### What the task asks
Going through the records that follow, please count the lines with "fails" in them and give only the count.

══════════════════════════════

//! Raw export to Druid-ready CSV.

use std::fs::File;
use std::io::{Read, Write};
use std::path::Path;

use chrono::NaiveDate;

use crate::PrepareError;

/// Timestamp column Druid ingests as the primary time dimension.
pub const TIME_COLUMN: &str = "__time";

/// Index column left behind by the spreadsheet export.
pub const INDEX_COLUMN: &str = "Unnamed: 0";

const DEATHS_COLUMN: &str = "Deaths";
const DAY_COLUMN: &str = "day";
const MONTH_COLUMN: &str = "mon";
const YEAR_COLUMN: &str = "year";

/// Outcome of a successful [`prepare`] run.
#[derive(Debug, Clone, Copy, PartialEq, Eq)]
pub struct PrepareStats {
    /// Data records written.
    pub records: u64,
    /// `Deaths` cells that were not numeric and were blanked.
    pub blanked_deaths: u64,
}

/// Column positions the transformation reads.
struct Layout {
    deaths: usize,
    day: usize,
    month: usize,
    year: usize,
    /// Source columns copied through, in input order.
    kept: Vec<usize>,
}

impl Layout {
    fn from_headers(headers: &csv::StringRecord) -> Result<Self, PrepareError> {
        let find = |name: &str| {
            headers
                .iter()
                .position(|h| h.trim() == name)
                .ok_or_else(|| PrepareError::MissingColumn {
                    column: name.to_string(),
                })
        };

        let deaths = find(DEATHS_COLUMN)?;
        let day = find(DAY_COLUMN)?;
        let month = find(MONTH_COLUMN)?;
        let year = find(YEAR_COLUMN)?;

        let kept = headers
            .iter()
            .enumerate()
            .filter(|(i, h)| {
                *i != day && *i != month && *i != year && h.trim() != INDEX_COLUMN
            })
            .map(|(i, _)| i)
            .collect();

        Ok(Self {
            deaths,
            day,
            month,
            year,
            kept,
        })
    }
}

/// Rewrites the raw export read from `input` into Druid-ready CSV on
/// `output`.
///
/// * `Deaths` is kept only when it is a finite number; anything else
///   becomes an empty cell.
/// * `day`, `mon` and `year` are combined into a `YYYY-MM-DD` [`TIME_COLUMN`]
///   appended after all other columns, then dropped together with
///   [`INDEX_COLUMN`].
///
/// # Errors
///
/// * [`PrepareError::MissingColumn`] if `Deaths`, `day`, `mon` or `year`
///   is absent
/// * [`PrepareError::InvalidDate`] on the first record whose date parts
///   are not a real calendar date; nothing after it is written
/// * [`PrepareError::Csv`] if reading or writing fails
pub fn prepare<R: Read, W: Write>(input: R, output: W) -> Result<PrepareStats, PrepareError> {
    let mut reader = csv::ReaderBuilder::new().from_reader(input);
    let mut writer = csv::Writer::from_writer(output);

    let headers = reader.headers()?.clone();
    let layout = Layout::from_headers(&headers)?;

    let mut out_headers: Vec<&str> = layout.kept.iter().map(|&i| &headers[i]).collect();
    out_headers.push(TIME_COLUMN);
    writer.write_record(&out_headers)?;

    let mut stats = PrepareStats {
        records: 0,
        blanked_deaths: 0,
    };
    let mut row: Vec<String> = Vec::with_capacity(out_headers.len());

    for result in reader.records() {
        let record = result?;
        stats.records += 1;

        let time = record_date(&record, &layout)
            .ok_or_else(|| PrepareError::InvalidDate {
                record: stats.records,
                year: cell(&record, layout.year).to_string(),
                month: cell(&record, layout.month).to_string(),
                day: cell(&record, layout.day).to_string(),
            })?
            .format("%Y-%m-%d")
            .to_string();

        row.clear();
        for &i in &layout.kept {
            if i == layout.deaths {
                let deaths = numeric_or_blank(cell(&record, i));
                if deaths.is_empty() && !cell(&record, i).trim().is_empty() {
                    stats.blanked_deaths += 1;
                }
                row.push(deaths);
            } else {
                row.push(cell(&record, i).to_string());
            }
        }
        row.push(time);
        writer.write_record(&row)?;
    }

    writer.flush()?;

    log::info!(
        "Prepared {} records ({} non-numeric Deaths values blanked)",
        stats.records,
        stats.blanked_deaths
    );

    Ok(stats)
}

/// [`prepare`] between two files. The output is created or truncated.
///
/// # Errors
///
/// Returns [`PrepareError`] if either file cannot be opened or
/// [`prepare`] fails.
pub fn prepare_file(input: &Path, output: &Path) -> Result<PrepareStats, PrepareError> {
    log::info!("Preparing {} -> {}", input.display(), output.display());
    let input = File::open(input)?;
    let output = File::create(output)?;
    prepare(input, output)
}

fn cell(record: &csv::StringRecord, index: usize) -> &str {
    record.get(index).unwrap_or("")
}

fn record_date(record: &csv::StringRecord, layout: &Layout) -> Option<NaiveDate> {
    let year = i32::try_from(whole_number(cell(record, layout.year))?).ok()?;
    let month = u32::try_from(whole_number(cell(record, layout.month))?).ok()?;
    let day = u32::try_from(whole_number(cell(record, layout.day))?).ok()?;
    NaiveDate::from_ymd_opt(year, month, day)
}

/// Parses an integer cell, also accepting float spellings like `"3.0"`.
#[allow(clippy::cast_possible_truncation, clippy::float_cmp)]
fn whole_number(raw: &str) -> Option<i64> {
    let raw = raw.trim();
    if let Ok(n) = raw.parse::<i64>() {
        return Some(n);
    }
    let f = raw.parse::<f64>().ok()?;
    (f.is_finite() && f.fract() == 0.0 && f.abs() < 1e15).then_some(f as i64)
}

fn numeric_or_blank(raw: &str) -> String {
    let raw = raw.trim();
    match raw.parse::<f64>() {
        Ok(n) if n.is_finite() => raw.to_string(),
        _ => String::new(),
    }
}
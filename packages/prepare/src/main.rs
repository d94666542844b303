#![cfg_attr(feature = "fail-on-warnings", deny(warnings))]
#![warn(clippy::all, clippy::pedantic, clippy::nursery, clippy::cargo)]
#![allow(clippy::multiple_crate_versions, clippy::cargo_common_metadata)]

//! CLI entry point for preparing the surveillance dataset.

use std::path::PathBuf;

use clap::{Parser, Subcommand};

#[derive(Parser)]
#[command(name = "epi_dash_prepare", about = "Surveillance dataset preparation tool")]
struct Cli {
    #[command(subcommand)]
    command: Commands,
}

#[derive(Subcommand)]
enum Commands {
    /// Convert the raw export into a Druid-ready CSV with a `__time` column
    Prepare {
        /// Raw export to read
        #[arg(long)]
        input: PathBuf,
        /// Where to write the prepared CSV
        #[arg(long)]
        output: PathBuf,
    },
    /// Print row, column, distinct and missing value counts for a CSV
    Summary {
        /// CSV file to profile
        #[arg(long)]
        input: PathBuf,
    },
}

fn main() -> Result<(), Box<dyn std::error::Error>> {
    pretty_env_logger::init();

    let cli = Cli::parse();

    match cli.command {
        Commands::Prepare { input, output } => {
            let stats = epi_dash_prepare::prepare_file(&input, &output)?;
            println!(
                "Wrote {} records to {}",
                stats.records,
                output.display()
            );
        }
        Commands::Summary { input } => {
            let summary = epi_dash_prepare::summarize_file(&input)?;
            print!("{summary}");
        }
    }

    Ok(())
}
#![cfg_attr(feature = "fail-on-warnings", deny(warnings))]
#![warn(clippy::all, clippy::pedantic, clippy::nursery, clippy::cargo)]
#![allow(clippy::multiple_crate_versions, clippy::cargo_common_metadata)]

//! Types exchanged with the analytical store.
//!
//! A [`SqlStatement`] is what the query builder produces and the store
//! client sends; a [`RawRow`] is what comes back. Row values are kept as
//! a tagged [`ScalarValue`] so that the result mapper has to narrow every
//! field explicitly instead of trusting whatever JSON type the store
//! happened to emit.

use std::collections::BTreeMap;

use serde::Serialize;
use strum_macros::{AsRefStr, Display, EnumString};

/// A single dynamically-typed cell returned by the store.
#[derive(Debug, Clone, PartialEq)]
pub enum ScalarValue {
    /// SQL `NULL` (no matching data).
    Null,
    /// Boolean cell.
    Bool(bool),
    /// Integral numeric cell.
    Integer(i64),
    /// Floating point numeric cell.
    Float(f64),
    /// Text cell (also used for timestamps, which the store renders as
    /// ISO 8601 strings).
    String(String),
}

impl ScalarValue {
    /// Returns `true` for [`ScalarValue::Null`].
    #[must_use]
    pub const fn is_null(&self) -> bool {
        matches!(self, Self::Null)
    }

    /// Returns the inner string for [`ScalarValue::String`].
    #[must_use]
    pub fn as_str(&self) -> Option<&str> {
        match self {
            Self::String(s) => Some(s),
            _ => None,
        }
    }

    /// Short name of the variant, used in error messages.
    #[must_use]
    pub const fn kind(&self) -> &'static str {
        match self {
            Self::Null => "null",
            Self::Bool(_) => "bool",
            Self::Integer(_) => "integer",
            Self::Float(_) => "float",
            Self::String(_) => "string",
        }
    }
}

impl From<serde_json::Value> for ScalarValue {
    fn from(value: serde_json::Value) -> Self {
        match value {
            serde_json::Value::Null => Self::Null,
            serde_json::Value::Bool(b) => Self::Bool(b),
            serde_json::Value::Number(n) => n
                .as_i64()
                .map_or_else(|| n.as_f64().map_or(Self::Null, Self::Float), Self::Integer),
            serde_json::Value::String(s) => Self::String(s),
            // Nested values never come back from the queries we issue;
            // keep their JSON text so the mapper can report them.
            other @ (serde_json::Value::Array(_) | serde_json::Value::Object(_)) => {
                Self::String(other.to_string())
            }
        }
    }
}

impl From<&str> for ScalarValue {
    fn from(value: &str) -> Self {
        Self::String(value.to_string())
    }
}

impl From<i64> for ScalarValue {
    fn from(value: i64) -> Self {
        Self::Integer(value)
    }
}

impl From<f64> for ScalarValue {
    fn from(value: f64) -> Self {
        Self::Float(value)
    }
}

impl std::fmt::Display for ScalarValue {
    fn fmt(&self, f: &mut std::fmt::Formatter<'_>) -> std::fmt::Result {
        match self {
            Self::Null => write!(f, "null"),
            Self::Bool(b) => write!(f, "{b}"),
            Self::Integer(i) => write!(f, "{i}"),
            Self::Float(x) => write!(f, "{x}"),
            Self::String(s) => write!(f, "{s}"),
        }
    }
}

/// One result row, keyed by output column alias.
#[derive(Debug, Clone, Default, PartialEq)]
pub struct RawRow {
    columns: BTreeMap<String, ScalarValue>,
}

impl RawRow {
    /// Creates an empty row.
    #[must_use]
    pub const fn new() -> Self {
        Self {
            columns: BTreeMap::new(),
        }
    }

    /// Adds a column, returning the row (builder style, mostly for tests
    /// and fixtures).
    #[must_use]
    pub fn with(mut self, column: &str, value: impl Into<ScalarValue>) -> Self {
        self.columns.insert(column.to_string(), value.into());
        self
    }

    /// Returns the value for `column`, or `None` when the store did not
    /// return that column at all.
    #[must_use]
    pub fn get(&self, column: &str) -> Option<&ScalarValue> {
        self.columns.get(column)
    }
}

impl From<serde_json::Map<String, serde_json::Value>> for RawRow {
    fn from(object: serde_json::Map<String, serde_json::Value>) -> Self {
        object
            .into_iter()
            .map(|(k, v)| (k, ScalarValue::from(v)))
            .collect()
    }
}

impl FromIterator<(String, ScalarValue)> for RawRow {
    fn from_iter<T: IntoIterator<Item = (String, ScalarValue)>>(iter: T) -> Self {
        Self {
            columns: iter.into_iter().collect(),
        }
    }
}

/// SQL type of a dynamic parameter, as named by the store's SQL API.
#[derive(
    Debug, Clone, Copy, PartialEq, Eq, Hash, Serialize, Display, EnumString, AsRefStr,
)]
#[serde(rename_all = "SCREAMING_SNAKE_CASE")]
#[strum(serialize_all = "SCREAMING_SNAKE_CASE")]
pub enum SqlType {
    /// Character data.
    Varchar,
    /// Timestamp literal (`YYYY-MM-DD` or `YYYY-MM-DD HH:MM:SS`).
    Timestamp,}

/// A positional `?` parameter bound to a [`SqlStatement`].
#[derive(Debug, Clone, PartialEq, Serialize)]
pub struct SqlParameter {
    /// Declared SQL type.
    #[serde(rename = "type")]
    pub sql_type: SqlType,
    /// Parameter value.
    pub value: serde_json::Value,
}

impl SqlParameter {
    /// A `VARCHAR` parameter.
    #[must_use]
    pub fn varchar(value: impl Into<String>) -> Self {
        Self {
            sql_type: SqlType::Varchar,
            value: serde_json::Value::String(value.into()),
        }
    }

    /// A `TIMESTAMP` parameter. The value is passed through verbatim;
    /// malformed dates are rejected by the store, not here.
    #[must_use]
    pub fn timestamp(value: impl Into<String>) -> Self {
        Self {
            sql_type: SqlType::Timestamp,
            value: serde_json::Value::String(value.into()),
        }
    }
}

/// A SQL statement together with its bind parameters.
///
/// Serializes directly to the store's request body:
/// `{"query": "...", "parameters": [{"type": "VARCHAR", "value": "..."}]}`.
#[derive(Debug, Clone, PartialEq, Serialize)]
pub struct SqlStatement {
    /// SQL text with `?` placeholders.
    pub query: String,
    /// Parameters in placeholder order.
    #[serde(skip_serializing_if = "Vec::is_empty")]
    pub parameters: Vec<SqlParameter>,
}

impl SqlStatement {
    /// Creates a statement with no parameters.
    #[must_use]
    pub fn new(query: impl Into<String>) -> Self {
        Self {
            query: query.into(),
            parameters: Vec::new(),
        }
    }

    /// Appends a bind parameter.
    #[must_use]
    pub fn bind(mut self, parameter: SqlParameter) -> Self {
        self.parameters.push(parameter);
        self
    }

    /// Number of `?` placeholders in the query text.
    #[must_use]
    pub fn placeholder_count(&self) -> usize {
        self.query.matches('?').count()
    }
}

══════════════════════════════

### Answer box
2